Slow reading, and slow tweeting
I don't think that Michael Lambek has a twitter account. An anthropologist who divides his time between the London School of Economics and the University of Scarborough, Lambek has written an essay for Savage Minds to lament the decline of 'slow reading' in twenty-first century universities. Lambek argues that many of today's students are either struggling with or avoiding altogether the heavy and heady books that excited earlier generations of scholars.
Lambek explains that, in many anthropology departments, instructors have stopped prescribing classic texts of ethnography, or else have offered these works to students in measured doses. EE Evans-Pritchard's Witchcraft, Oracles and Magic Amongst the Azande, for example, is given in an abridged paperback edition. Distracted by social media and other epiphenomena of our digital age, students apparently find it difficult to penetrate the forests left behind by scholars like Evans-Pritchard and Malinowski. They cannot do the sort of careful, reflective reading that generates ideas and helps get essays written.
Lambek blames not only social media but the 'substitution of images for text' for the decline in students' reading. He notes that many students are now more accustomed to powerpoint displays, with their reassuringly steady flow of easily identifiable images, than to purely verbal seminars and lectures. The 'traditional classroom arts' of 'listening and note-taking' are, he fears, disappearing.
When I feel the same sort of melancholy as Lambek, I try to banish it by visiting Hookland, the twitter feed run by David Southwell, a British journalist known for his interest in conspiracy theories, gangsters, and the Angry Brigade. Southland's tweets pose as despatches from a sort of alternative England, a place of restless gargoyles, blood-stained power pylons, babbling vicars, and overfriendly UFOs. Like Mortmere, the alt-England invented by boarding schoolmates Christopher Isherwood and Edward Upward in the 1920s, Hookland seems simultaneously celebratory and satirical.
I was excited when I discovered Southwell's tweets, because they suggested to me that twitter could be used to create mystery, and to detain a reader's attention, rather than as a lubricant for what Michael Lambek calls 'rapid fire and simultaneous online communication'.
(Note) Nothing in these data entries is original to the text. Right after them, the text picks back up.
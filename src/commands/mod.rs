//! CLI command implementations.
//!
//! Commands orchestrate the various library components to perform user tasks.

pub mod models;
pub mod split;

// Re-export main command functions
pub use models::{SplitArgs, SplitOutcome};
pub use split::{execute_split, execute_split_with, validate_args};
Southwell's tweets frequently combine a text and an image, but the relationship of these parts is not always straightforward. Where the images in a powerpoint presentation normally exist as mere illustrations of the presenter's argument, the blurred or broken photographs, scraps of old maps, and covers of imaginary books that Southwell tweets often seem to contradict, or at least qualify, the lapidarian fragments of text that accompany them. In the space between their meanings an ambiguity alien to much of the twittersphere, but familiar to anyone who understands modernist and postmodernist poetry, appears and prospers.
Sometimes Southwell takes photographs of pages of books or magazines and posts them, alongside cryptic commentaries. Devoid of their contexts, these pages become artefacts that ask to be examined and catalogued. They can only be read slowly.
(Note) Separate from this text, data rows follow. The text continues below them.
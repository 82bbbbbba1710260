//! Flamegraph Splitter
//!
//! Turns an Xdebug function trace that is too large for `flamegraph.pl`
//! into a series of flamegraphs: the gzipped trace is decompressed into a
//! per-run workspace, cut into fixed-size chunks with `split`, each chunk is
//! rendered by FlameGraph, and the resulting SVGs are opened in a browser.
//!
//! This crate provides the implementation behind the
//! `flamegraph-splitter` CLI tool.
//!
//! ## Getting Started
//!
//! ```bash
//! git clone https://github.com/brendangregg/FlameGraph.git
//! flamegraph-splitter my_trace.xt.gz --split-size 50M
//! ```

pub mod archive;
pub mod chunker;
pub mod commands;
pub mod flamegraph;
pub mod output;
pub mod utils;
pub mod workspace;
Hookland is an almost hermetic twitter feed. Its author never joins the high-velocity debates that regular shake the twittersphere, and seldom even acknowledges the twenty-first century world. And yet his tweets are often reposted scores of times. I'm obviously not the only one who thinks David Southwell is inventing a new artform, and suggesting a new and more intellectually important role for social media.